At age 17, Moore aspired to be a dancer. She started her career as Happy Hotpoint, a tiny elf dancing on Hotpoint appliances in TV commercials during the 1950s series Ozzie and Harriet. Moore's first regular television role was as a mysterious and glamorous telephone receptionist on Richard Diamond, Private Detective. She then appeared in several television shows, including Bourbon Street Beat, 77 Sunset Strip, Surfside Six and Wanted: Dead or Alive.

Moore made her film debut in 1961's X-15. She subsequently appeared in a string of 1960s films including 1967's Thoroughly Modern Millie with Julie Andrews, 1968's What's So Bad About Feeling Good? with George Peppard, and 1969's Change of Habit with Elvis Presley.

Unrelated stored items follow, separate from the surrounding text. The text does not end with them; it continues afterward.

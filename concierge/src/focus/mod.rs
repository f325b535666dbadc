//! Typed map-focus notifications.
//!
//! The map layer owns a [`FocusReceiver`]; everything else holds a cloneable
//! [`FocusNotifier`]. Sending is fire-and-forget: it never blocks and never
//! fails, even when no map is listening.

use tokio::sync::mpsc;
use tracing::trace;

use crate::coord::Coordinate;

/// Request to centre the map on a place.
#[derive(Debug, Clone, PartialEq)]
pub struct FocusEvent {
    pub coordinate: Coordinate,
    pub label: String,
}

/// Sending half, held by the dashboard and anything else that can select a place.
#[derive(Debug, Clone)]
pub struct FocusNotifier {
    tx: mpsc::UnboundedSender<FocusEvent>,
}

/// Receiving half, held by the map layer.
#[derive(Debug)]
pub struct FocusReceiver {
    rx: mpsc::UnboundedReceiver<FocusEvent>,
}

/// Create a connected notifier/receiver pair.
pub fn focus_channel() -> (FocusNotifier, FocusReceiver) {
    let (tx, rx) = mpsc::unbounded_channel();
    (FocusNotifier { tx }, FocusReceiver { rx })
}

impl FocusNotifier {
    /// A notifier with no map attached. Events are dropped.
    pub fn detached() -> Self {
        focus_channel().0
    }

    /// Ask the map to focus `coordinate`.
    pub fn notify_focus(&self, coordinate: Coordinate, label: impl Into<String>) {
        let event = FocusEvent {
            coordinate,
            label: label.into(),
        };
        if self.tx.send(event).is_err() {
            trace!(%coordinate, "No map listening for focus events");
        }
    }
}

impl FocusReceiver {
    /// Next focus request, or `None` once every notifier is gone.
    pub async fn recv(&mut self) -> Option<FocusEvent> {
        self.rx.recv().await
    }

    /// Next focus request if one is already queued.
    pub fn try_recv(&mut self) -> Option<FocusEvent> {
        self.rx.try_recv().ok()
    }
}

But her big break came in 1961 when she landed the role of Laura Petrie on The Dick Van Dyke Show. She won her first two Emmys and her first Golden Globe on the show.

Mary parlayed her fame into her own sitcom, The Mary Tyler Moore Show. She played a local news producer on a Minneapolis TV station, working under a boss played by Ed Asner. The show was so popular that three of its characters, including Asner's Lou Grant, became the subjects of their own sitcoms.

Her later work included the 1980 film Ordinary People, for which she received an Oscar nomination, the mid-'80s sitcom Mary, a recurring role on the Ellen DeGeneres sitcom Ellen and a 2004 Dick Van Dyke Show reunion. Her last on-screen work was a guest shot on the sitcom Hot in Cleveland in 2013.

Mary was married three times. Her first marriage, to Richard Carleton Meeker, lasted seven years and gave Mary her only child, Richard Junior. It ended in 1961. Richard Junior accidentally killed himself with a shotgun in 1980. She wed CBS exec Grant Tinker the next year and stayed with him for almost two decades. After their divorce, she married Doctor Robert Levine in 1983 and remained with him until her death.

She revealed in one of her two memoirs, the 1995 book After All, that she was a recovering alcoholic. She also suffered from Type 1 diabetes and was a longtime advocate for better care. Mary underwent brain surgery in 2011, and though she recovered, she was said to have been plagued by multiple health issues late in life.